----- RECORDED INFORMATION

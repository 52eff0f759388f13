use std::sync::Arc;

use futures::stream::{self, StreamExt};
use log::{debug, info, warn};

use crate::error::Result;
use crate::fetch::{
    decode_orders, ensure_concurrency_limit, request::orders_url, FetchOutcome, PayloadFormat,
    RemoteFetcher,
};
use crate::records::{MarketOrder, RegionId};
use crate::storage::MarketStore;

use super::SyncReport;

/// How a region's page walk ended.
#[derive(Debug, Clone, PartialEq, Eq)]
pub enum PageEnd {
    /// An empty page marked the end of the book.
    Drained,
    /// A later page failed after retries; the partial book is discarded.
    Truncated { page: u32, reason: String },
    /// The first page failed, so there is nothing to replace with.
    Unavailable { reason: String },
    /// The configured page bound was hit before an empty page.
    PageLimit,
    Cancelled,
}

impl PageEnd {
    /// Whether the collected pages may replace the stored snapshot.
    pub fn replaces_snapshot(&self) -> bool {
        matches!(self, PageEnd::Drained | PageEnd::PageLimit)
    }
}

#[derive(Debug)]
pub struct RegionBook {
    pub region_id: RegionId,
    pub orders: Vec<MarketOrder>,
    pub pages: u32,
    pub end: PageEnd,
}

/// Walks each region's paged order book and swaps the stored snapshot.
/// Pages within a region are sequential; regions run side by side.
pub struct OrderSync {
    store: Arc<dyn MarketStore>,
    fetcher: RemoteFetcher,
    template: String,
    format: PayloadFormat,
    concurrency: usize,
    max_pages: u32,
}

impl OrderSync {
    pub fn new(
        store: Arc<dyn MarketStore>,
        fetcher: RemoteFetcher,
        template: impl Into<String>,
        format: PayloadFormat,
        concurrency: usize,
        max_pages: u32,
    ) -> Self {
        Self {
            store,
            fetcher,
            template: template.into(),
            format,
            concurrency: ensure_concurrency_limit(concurrency),
            max_pages: max_pages.max(1),
        }
    }

    pub async fn run_cycle(&self, regions: &[RegionId]) -> Result<SyncReport> {
        let books: Vec<Result<RegionBook>> = stream::iter(regions.iter().copied())
            .map(|region_id| self.collect_region(region_id))
            .buffer_unordered(self.concurrency)
            .collect()
            .await;

        let mut report = SyncReport {
            jobs: regions.len(),
            ..SyncReport::default()
        };

        for book in books {
            let book = book?;
            if !book.end.replaces_snapshot() {
                warn!(
                    "keeping previous orders for region {}: {:?}",
                    book.region_id, book.end
                );
                report.failed += 1;
                continue;
            }

            let written = self.store.replace_orders(book.region_id, &book.orders)?;
            info!(
                "region {}: replaced orders with {} row(s) from {} page(s)",
                book.region_id, written, book.pages
            );
            report.succeeded += 1;
            report.rows_written += written;
        }

        Ok(report)
    }

    /// Fetch pages 1.. until an empty page, a failure or the page bound.
    pub async fn collect_region(&self, region_id: RegionId) -> Result<RegionBook> {
        let mut orders = Vec::new();
        let mut pages = 0;

        let end = loop {
            if pages >= self.max_pages {
                warn!(
                    "region {region_id}: stopped at the {} page limit",
                    self.max_pages
                );
                break PageEnd::PageLimit;
            }

            let page = pages + 1;
            let url = orders_url(&self.template, region_id, page)?;

            let failure = match self.fetcher.fetch(&url).await {
                FetchOutcome::Succeeded(body) => match decode_orders(&body, self.format, region_id) {
                    Ok(batch) if batch.is_empty() => {
                        debug!("region {region_id}: page {page} empty, book complete");
                        break PageEnd::Drained;
                    }
                    Ok(batch) => {
                        orders.extend(batch);
                        pages = page;
                        continue;
                    }
                    Err(err) => format!("undecodable page: {err}"),
                },
                FetchOutcome::Exhausted { last_error, .. } => last_error,
                FetchOutcome::Cancelled => break PageEnd::Cancelled,
            };

            break if page == 1 {
                PageEnd::Unavailable { reason: failure }
            } else {
                warn!("region {region_id}: page {page} failed after {pages} good page(s): {failure}");
                PageEnd::Truncated {
                    page,
                    reason: failure,
                }
            };
        };

        Ok(RegionBook {
            region_id,
            orders,
            pages,
            end,
        })
    }
}
use chrono::{DateTime, Duration as ChronoDuration, Utc};
use std::collections::HashMap;
use std::sync::Arc;
use std::time::Duration;
use tokio::sync::{watch, RwLock, Semaphore};
use tokio::time::interval;
use vigil_common::{validate_monitors, Monitor};
use vigil_condition::Condition;
use vigil_incident::{IncidentDetector, MaintenanceOracle};
use vigil_storage::Store;

use crate::runner::Runner;

/// A monitor plus its conditions, parsed once at (re)load.
#[derive(Clone)]
struct ScheduledMonitor {
    monitor: Monitor,
    conditions: Arc<Vec<Condition>>,
}

/// Per-monitor repeating dispatch with bounded concurrency.
///
/// Due times are derived from the persisted latest check row, so a restart
/// re-schedules every monitor from durable state: a monitor whose interval
/// elapsed while the process was down runs immediately (at-least-once).
/// Within one monitor, an invocation that outlives its interval may overlap
/// the next one; probes are idempotent observations and no per-monitor mutual
/// exclusion is enforced.
pub struct Scheduler {
    store: Arc<Store>,
    runner: Arc<Runner>,
    detector: Arc<IncidentDetector>,
    oracle: Arc<MaintenanceOracle>,
    monitors: RwLock<HashMap<i64, ScheduledMonitor>>,
    next_due: RwLock<HashMap<i64, DateTime<Utc>>>,
    permits: Arc<Semaphore>,
    worker_concurrency: usize,
    tick: Duration,
    shutdown_tx: watch::Sender<bool>,
}

impl Scheduler {
    pub fn new(
        store: Arc<Store>,
        runner: Arc<Runner>,
        detector: Arc<IncidentDetector>,
        oracle: Arc<MaintenanceOracle>,
        worker_concurrency: usize,
        tick: Duration,
    ) -> Self {
        let (shutdown_tx, _) = watch::channel(false);
        let worker_concurrency = worker_concurrency.max(1);
        Self {
            store,
            runner,
            detector,
            oracle,
            monitors: RwLock::new(HashMap::new()),
            next_due: RwLock::new(HashMap::new()),
            permits: Arc::new(Semaphore::new(worker_concurrency)),
            worker_concurrency,
            tick,
            shutdown_tx,
        }
    }

    /// Replaces the scheduled monitor set: validates, syncs the store in one
    /// transaction, replaces the recurring-maintenance map wholesale, then
    /// swaps the in-memory set and re-seeds due times from durable state.
    /// Idempotent for an unchanged list; on validation failure the previous
    /// configuration stays active.
    pub async fn reload(&self, monitors: Vec<Monitor>) -> anyhow::Result<()> {
        validate_monitors(&monitors).map_err(|reason| anyhow::anyhow!(reason))?;
        self.store.sync_monitors(&monitors)?;
        self.oracle.load_from_monitors(&monitors);

        let mut scheduled = HashMap::with_capacity(monitors.len());
        let mut due = HashMap::with_capacity(monitors.len());
        let now = Utc::now();
        for monitor in monitors {
            due.insert(monitor.id, self.seed_due(&monitor, now)?);
            let conditions = Arc::new(vigil_condition::parse_all(&monitor.conditions));
            scheduled.insert(
                monitor.id,
                ScheduledMonitor {
                    monitor,
                    conditions,
                },
            );
        }

        let count = scheduled.len();
        *self.monitors.write().await = scheduled;
        *self.next_due.write().await = due;
        tracing::info!(monitors = count, "scheduler reloaded");
        Ok(())
    }

    /// First due time: the last persisted check plus one interval, clamped
    /// to now so overdue monitors run on the next tick.
    fn seed_due(&self, monitor: &Monitor, now: DateTime<Utc>) -> anyhow::Result<DateTime<Utc>> {
        let due = match self.store.latest_check(monitor.id)? {
            Some(last) => {
                let next = last.checked_at
                    + ChronoDuration::seconds(monitor.interval_seconds as i64);
                next.min(now)
            }
            None => now,
        };
        Ok(due)
    }

    /// Tick loop. Runs until `shutdown` is called, then drains in-flight
    /// checks within the grace period.
    pub async fn run(&self) {
        tracing::info!(
            concurrency = self.worker_concurrency,
            tick_ms = self.tick.as_millis() as u64,
            "scheduler started"
        );
        let mut shutdown_rx = self.shutdown_tx.subscribe();
        let mut tick = interval(self.tick);
        tick.set_missed_tick_behavior(tokio::time::MissedTickBehavior::Delay);

        loop {
            tokio::select! {
                _ = tick.tick() => self.dispatch_due().await,
                changed = shutdown_rx.changed() => {
                    if changed.is_err() || *shutdown_rx.borrow() {
                        break;
                    }
                }
            }
        }
        tracing::info!("scheduler stopped claiming new work");
    }

    /// Spawns a check task for every monitor whose due time has passed. The
    /// due time advances at dispatch so a slow probe cannot re-trigger every
    /// tick; the task itself waits for a worker permit.
    async fn dispatch_due(&self) {
        let now = Utc::now();
        let due_ids: Vec<i64> = {
            let due = self.next_due.read().await;
            due.iter()
                .filter(|(_, at)| **at <= now)
                .map(|(id, _)| *id)
                .collect()
        };
        if due_ids.is_empty() {
            return;
        }

        let monitors = self.monitors.read().await;
        let mut next_due = self.next_due.write().await;
        for id in due_ids {
            let Some(scheduled) = monitors.get(&id) else {
                next_due.remove(&id);
                continue;
            };
            next_due.insert(
                id,
                now + ChronoDuration::seconds(scheduled.monitor.interval_seconds as i64),
            );
            self.spawn_check(scheduled.clone());
        }
    }

    fn spawn_check(&self, scheduled: ScheduledMonitor) {
        let runner = self.runner.clone();
        let detector = self.detector.clone();
        let permits = self.permits.clone();
        let shutdown_rx = self.shutdown_tx.subscribe();

        tokio::spawn(async move {
            // A full pool means this dispatch waits its turn; the semaphore
            // is the worker-concurrency bound.
            let Ok(_permit) = permits.acquire_owned().await else {
                return;
            };
            if *shutdown_rx.borrow() {
                return;
            }

            let result = runner
                .run_check(&scheduled.monitor, &scheduled.conditions)
                .await;
            tracing::debug!(
                monitor_id = result.monitor_id,
                success = result.success,
                response_time_ms = result.response_time_ms,
                "check completed"
            );

            // One bounded retry for the persistence path; after that the
            // sample is lost and the next interval produces a fresh one.
            if let Err(first) = detector.process(&result) {
                tracing::warn!(
                    monitor_id = result.monitor_id,
                    error = %first,
                    "failed to process check result, retrying once"
                );
                if let Err(second) = detector.process(&result) {
                    tracing::error!(
                        monitor_id = result.monitor_id,
                        error = %second,
                        "dropping check result after retry"
                    );
                }
            }
        });
    }

    /// Graceful shutdown: stop claiming, then wait up to `grace` for
    /// in-flight checks (all permits returning) before giving up.
    pub async fn shutdown(&self, grace: Duration) {
        let _ = self.shutdown_tx.send(true);
        let drained = tokio::time::timeout(
            grace,
            self.permits
                .clone()
                .acquire_many_owned(self.worker_concurrency as u32),
        )
        .await;
        match drained {
            Ok(_) => tracing::info!("scheduler drained"),
            Err(_) => tracing::warn!(
                grace_secs = grace.as_secs(),
                "grace period elapsed with checks still in flight"
            ),
        }
    }

    /// Ids currently scheduled; used by the aggregator and tests.
    pub async fn monitor_ids(&self) -> Vec<i64> {
        let mut ids: Vec<i64> = self.monitors.read().await.keys().copied().collect();
        ids.sort_unstable();
        ids
    }
}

----------

**TASK STATEMENT:**
Among the entries above, find the line with "FetchOutcome::Succeeded(body) => match" and the line with "orders.extend(batch);"; give again exactly these two lines and all lines between them.

**RESPONSE AREA:**
                FetchOutcome::Succeeded(body) => match decode_orders(&body, self.format, region_id) {
                    Ok(batch) if batch.is_empty() => {
                        debug!("region {region_id}: page {page} empty, book complete");
                        break PageEnd::Drained;
                    }
                    Ok(batch) => {
                        orders.extend(batch);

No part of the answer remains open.